● Problem statement
Only the number is wanted: how many lines below include "trim"?
Records provided START
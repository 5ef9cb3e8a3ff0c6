// src/handlers/warehouse.rs

use axum::{extract::State, http::StatusCode, response::IntoResponse, Json};
use rust_decimal::Decimal;
use serde::Deserialize;
use utoipa::ToSchema;
use uuid::Uuid;
use validator::{Validate, ValidationError};

use crate::{
    common::error::AppError,
    config::AppState,
    handlers::{batches::transition_response, extract::JsonOrForm},
    middleware::rbac::{CanOperateWarehouse, RequireCapability},
    models::{batch::TransitionResponse, status::BatchStatus, transport::IssueType},
    services::warehouse_service::{manual_receipt_disabled, BatchRef, ReceiptInput},
};

fn validate_not_negative(val: &Decimal) -> Result<(), ValidationError> {
    if val.is_sign_negative() {
        let mut err = ValidationError::new("range");
        err.add_param("min".into(), &0.0);
        err.message = Some("O valor não pode ser negativo.".into());
        return Err(err);
    }
    Ok(())
}

#[derive(Debug, Deserialize, Validate, ToSchema)]
#[serde(rename_all = "camelCase")]
pub struct PackagingPayload {
    pub batch_id: Uuid,
    /// READY_FOR_PACKAGING, PACKAGING ou PACKAGED
    pub status: BatchStatus,
    #[validate(length(max = 1000))]
    pub notes: Option<String>,
}

#[utoipa::path(
    post,
    path = "/api/warehouse/packaging/update-status",
    tag = "Warehouse",
    request_body = PackagingPayload,
    responses(
        (status = 200, description = "Status de embalagem atualizado", body = TransitionResponse),
        (status = 403, description = "Lote de outro armazém"),
        (status = 409, description = "Transição inválida")
    ),
    security(("api_jwt" = []))
)]
pub async fn update_packaging(
    State(app_state): State<AppState>,
    guard: RequireCapability<CanOperateWarehouse>,
    JsonOrForm(payload): JsonOrForm<PackagingPayload>,
) -> Result<impl IntoResponse, AppError> {
    payload.validate()?;

    let batch = app_state
        .warehouse_service
        .update_packaging(guard.profile(), payload.batch_id, payload.status, payload.notes.as_deref())
        .await?;

    Ok((StatusCode::OK, Json(transition_response(batch))))
}

// ---
// Recebimento pelo leitor: aceita o id (QR) ou o código impresso na etiqueta
// ---
#[derive(Debug, Deserialize, Validate, ToSchema)]
#[serde(rename_all = "camelCase")]
pub struct ReceiptPayload {
    pub batch_id: Option<Uuid>,
    pub batch_code: Option<String>,

    #[validate(custom(function = "validate_not_negative"))]
    pub received_quantity: Option<Decimal>,

    pub quality_notes: Option<String>,
    pub issue_type: Option<IssueType>,
}

impl ReceiptPayload {
    fn batch_ref(&self) -> Result<BatchRef, AppError> {
        match (self.batch_id, self.batch_code.as_deref().map(str::trim)) {
            (Some(id), _) => Ok(BatchRef::Id(id)),
            (None, Some(code)) if !code.is_empty() => Ok(BatchRef::Code(code.to_string())),
            _ => Err(AppError::InvalidInput("Informe 'batchId' ou 'batchCode'.".into())),
        }
    }
}

#[utoipa::path(
    post,
    path = "/api/warehouse/scanner/confirm-receipt",
    tag = "Warehouse",
    request_body = ReceiptPayload,
    responses(
        (status = 200, description = "Lote recebido (RECEIVED)", body = TransitionResponse),
        (status = 403, description = "Lote de outro armazém")
    ),
    security(("api_jwt" = []))
)]
pub async fn confirm_receipt(
    State(app_state): State<AppState>,
    guard: RequireCapability<CanOperateWarehouse>,
    JsonOrForm(payload): JsonOrForm<ReceiptPayload>,
) -> Result<impl IntoResponse, AppError> {
    payload.validate()?;
    let batch_ref = payload.batch_ref()?;

    let batch = app_state
        .warehouse_service
        .confirm_receipt(
            guard.profile(),
            batch_ref,
            ReceiptInput {
                received_quantity: payload.received_quantity,
                quality_notes: payload.quality_notes,
                issue_type: payload.issue_type,
            },
        )
        .await?;

    Ok((StatusCode::OK, Json(transition_response(batch))))
}

// Sem extrator de corpo: qualquer conteúdo (ou nenhum) recebe a mesma recusa
#[utoipa::path(
    post,
    path = "/api/warehouse/receipt/confirm-by-code",
    tag = "Warehouse",
    responses(
        (status = 403, description = "Recebimento manual desativado; use o leitor")
    ),
    security(("api_jwt" = []))
)]
pub async fn confirm_receipt_by_code(
    guard: RequireCapability<CanOperateWarehouse>,
) -> Result<Json<TransitionResponse>, AppError> {
    Err(manual_receipt_disabled(guard.profile()))
}

#[derive(Debug, Deserialize, Validate, ToSchema)]
#[serde(rename_all = "camelCase")]
pub struct StoragePayload {
    pub batch_id: Uuid,
    #[validate(length(min = 1, max = 100, message = "O local de armazenagem é obrigatório."))]
    #[schema(example = "A1")]
    pub storage_location: String,
}

#[utoipa::path(
    post,
    path = "/api/warehouse/storage/update-status",
    tag = "Warehouse",
    request_body = StoragePayload,
    responses(
        (status = 200, description = "Lote armazenado (STORED)", body = TransitionResponse)
    ),
    security(("api_jwt" = []))
)]
pub async fn update_storage(
    State(app_state): State<AppState>,
    guard: RequireCapability<CanOperateWarehouse>,
    JsonOrForm(payload): JsonOrForm<StoragePayload>,
) -> Result<impl IntoResponse, AppError> {
    payload.validate()?;

    let batch = app_state
        .warehouse_service
        .update_storage(guard.profile(), payload.batch_id, &payload.storage_location)
        .await?;

    Ok((StatusCode::OK, Json(transition_response(batch))))
}

#[cfg(test)]
mod tests {
    use super::*;
    use crate::{
        middleware::auth::AuthenticatedUser,
        models::profile::{fixtures::profile, Role},
    };
    use axum::{extract::FromRequestParts, http::Request};

    #[tokio::test]
    async fn manual_receipt_is_refused_without_reading_a_body() {
        // Corpo vazio e sem Content-Type: a recusa vem do serviço, não do axum
        let (mut parts, _) = Request::builder()
            .method("POST")
            .uri("/api/warehouse/receipt/confirm-by-code")
            .body(())
            .unwrap()
            .into_parts();
        parts
            .extensions
            .insert(AuthenticatedUser(profile(Role::WarehouseManager, Some(Uuid::new_v4()))));

        let guard = RequireCapability::<CanOperateWarehouse>::from_request_parts(&mut parts, &())
            .await
            .unwrap();
        let res = confirm_receipt_by_code(guard).await;
        assert!(matches!(res, Err(AppError::ManualReceiptDisabled)));
    }

    #[test]
    fn receipt_accepts_id_or_code() {
        let by_code: ReceiptPayload = serde_json::from_str(r#"{ "batchCode": " CB-20261019-ABC123 " }"#).unwrap();
        assert!(matches!(by_code.batch_ref(), Ok(BatchRef::Code(ref c)) if c == "CB-20261019-ABC123"));

        let empty: ReceiptPayload = serde_json::from_str(r#"{ "batchCode": "  " }"#).unwrap();
        assert!(matches!(empty.batch_ref(), Err(AppError::InvalidInput(_))));
    }

    #[test]
    fn negative_received_quantity_fails_validation() {
        let payload: ReceiptPayload =
            serde_json::from_str(r#"{ "batchCode": "X", "receivedQuantity": -3, "issueType": "DAMAGE" }"#).unwrap();
        assert!(payload.validate().is_err());
        assert_eq!(payload.issue_type, Some(IssueType::Damage));
    }
}
// src/services/transport_service.rs

use chrono::{DateTime, Utc};
use rust_decimal::Decimal;
use serde_json::{json, Value};
use sqlx::PgPool;
use uuid::Uuid;

use crate::{
    common::error::AppError,
    db::{ProfileRepository, TransportRepository},
    models::{
        activity::{entity, NewActivityLog},
        batch::{BatchChanges, CropBatch},
        notification::{NotificationCategory, NotificationKind, NotificationPriority},
        profile::{Capability, Profile, Role},
        status::{validate_issue_transition, validate_transport_transition, BatchStatus, IssueStatus, TransportStatus},
        transport::{IssueType, NewTransportTask, TransportIssue, TransportTask, Vehicle},
    },
    services::{
        batch_service::{plan_transition, BatchService, TransitionPlan},
        side_effects::{Audience, NotificationIntent, SideEffects},
    },
};

fn task_metadata(task: &TransportTask) -> Value {
    json!({ "taskId": task.id, "batchId": task.batch_id, "status": task.status })
}

/// Transição de uma viagem, no mesmo formato do plano de lote.
#[derive(Debug, Clone, PartialEq)]
pub struct TaskPlan {
    pub task_id: Uuid,
    pub from: TransportStatus,
    pub to: TransportStatus,
    pub note: Option<String>,
    pub effects: SideEffects,
}

fn task_plan(
    actor: &Profile,
    task: &TransportTask,
    target: TransportStatus,
    action: &str,
    note: Option<String>,
) -> Result<TaskPlan, AppError> {
    validate_transport_transition(task.status, target)?;
    Ok(TaskPlan {
        task_id: task.id,
        from: task.status,
        to: target,
        note: note.clone(),
        effects: SideEffects::audit_only(NewActivityLog::new(
            actor.id,
            action,
            entity::TRANSPORT_TASK,
            task.id,
            json!({ "statusFrom": task.status, "statusTo": target, "batchId": task.batch_id, "note": note }),
        )),
    })
}

fn ensure_own_task(actor: &Profile, task: &TransportTask) -> Result<(), AppError> {
    if task.driver_id == actor.id {
        Ok(())
    } else {
        Err(AppError::OwnershipMismatch("Esta viagem está atribuída a outro motorista.".into()))
    }
}

#[derive(Debug, Clone)]
pub struct ScheduleInput {
    pub batch_id: Uuid,
    pub driver_id: Uuid,
    pub vehicle_id: Option<Uuid>,
    pub pickup_location: String,
    pub delivery_location: String,
    pub scheduled_pickup_at: DateTime<Utc>,
    pub scheduled_delivery_at: DateTime<Utc>,
    pub notes: Option<String>,
}

pub fn plan_schedule(
    actor: &Profile,
    batch: &CropBatch,
    driver: &Profile,
    vehicle: Option<&Vehicle>,
    input: &ScheduleInput,
) -> Result<NewTransportTask, AppError> {
    actor.require(Capability::TransportSchedule)?;

    // O lote precisa poder seguir para SHIPPED na coleta
    if !batch.status.can_transition(BatchStatus::Shipped) {
        return Err(AppError::IllegalStatusTransition {
            from: batch.status.to_string(),
            to: BatchStatus::Shipped.to_string(),
        });
    }
    if driver.role != Role::Driver || !driver.is_active {
        return Err(AppError::InvalidInput(format!("{} não é um motorista ativo.", driver.full_name)));
    }
    if let Some(v) = vehicle {
        if !v.is_active {
            return Err(AppError::InvalidInput(format!("O veículo {} está inativo.", v.registration)));
        }
    }
    if input.scheduled_pickup_at >= input.scheduled_delivery_at {
        return Err(AppError::InvalidInput("A coleta deve ser agendada antes da entrega.".into()));
    }

    Ok(NewTransportTask {
        batch_id: batch.id,
        driver_id: driver.id,
        vehicle_id: vehicle.map(|v| v.id),
        coordinator_id: actor.id,
        pickup_location: input.pickup_location.trim().to_string(),
        delivery_location: input.delivery_location.trim().to_string(),
        scheduled_pickup_at: input.scheduled_pickup_at,
        scheduled_delivery_at: input.scheduled_delivery_at,
        notes: input.notes.clone(),
    })
}

/// Coleta: a viagem vai para IN_TRANSIT e o lote para SHIPPED, juntos.
pub fn plan_pickup(actor: &Profile, task: &TransportTask, batch: &CropBatch) -> Result<(TaskPlan, TransitionPlan), AppError> {
    actor.require(Capability::TransportDrive)?;
    ensure_own_task(actor, task)?;

    let mut task_plan = task_plan(actor, task, TransportStatus::InTransit, "TRANSPORT_PICKUP_CONFIRMED", None)?;
    let batch_plan = plan_transition(
        actor,
        batch,
        BatchStatus::Shipped,
        "BATCH_SHIPPED",
        BatchChanges::default(),
        json!({ "taskId": task.id }),
    )?;

    task_plan.effects.notifications.push(NotificationIntent::new(
        Audience::User(task.coordinator_id),
        NotificationCategory::Transport,
        "Coleta confirmada",
        format!("O lote {} foi coletado e está em trânsito.", batch.batch_code),
        task_metadata(task),
    ));

    Ok((task_plan, batch_plan))
}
Records provided END
● Solution to this exercise
3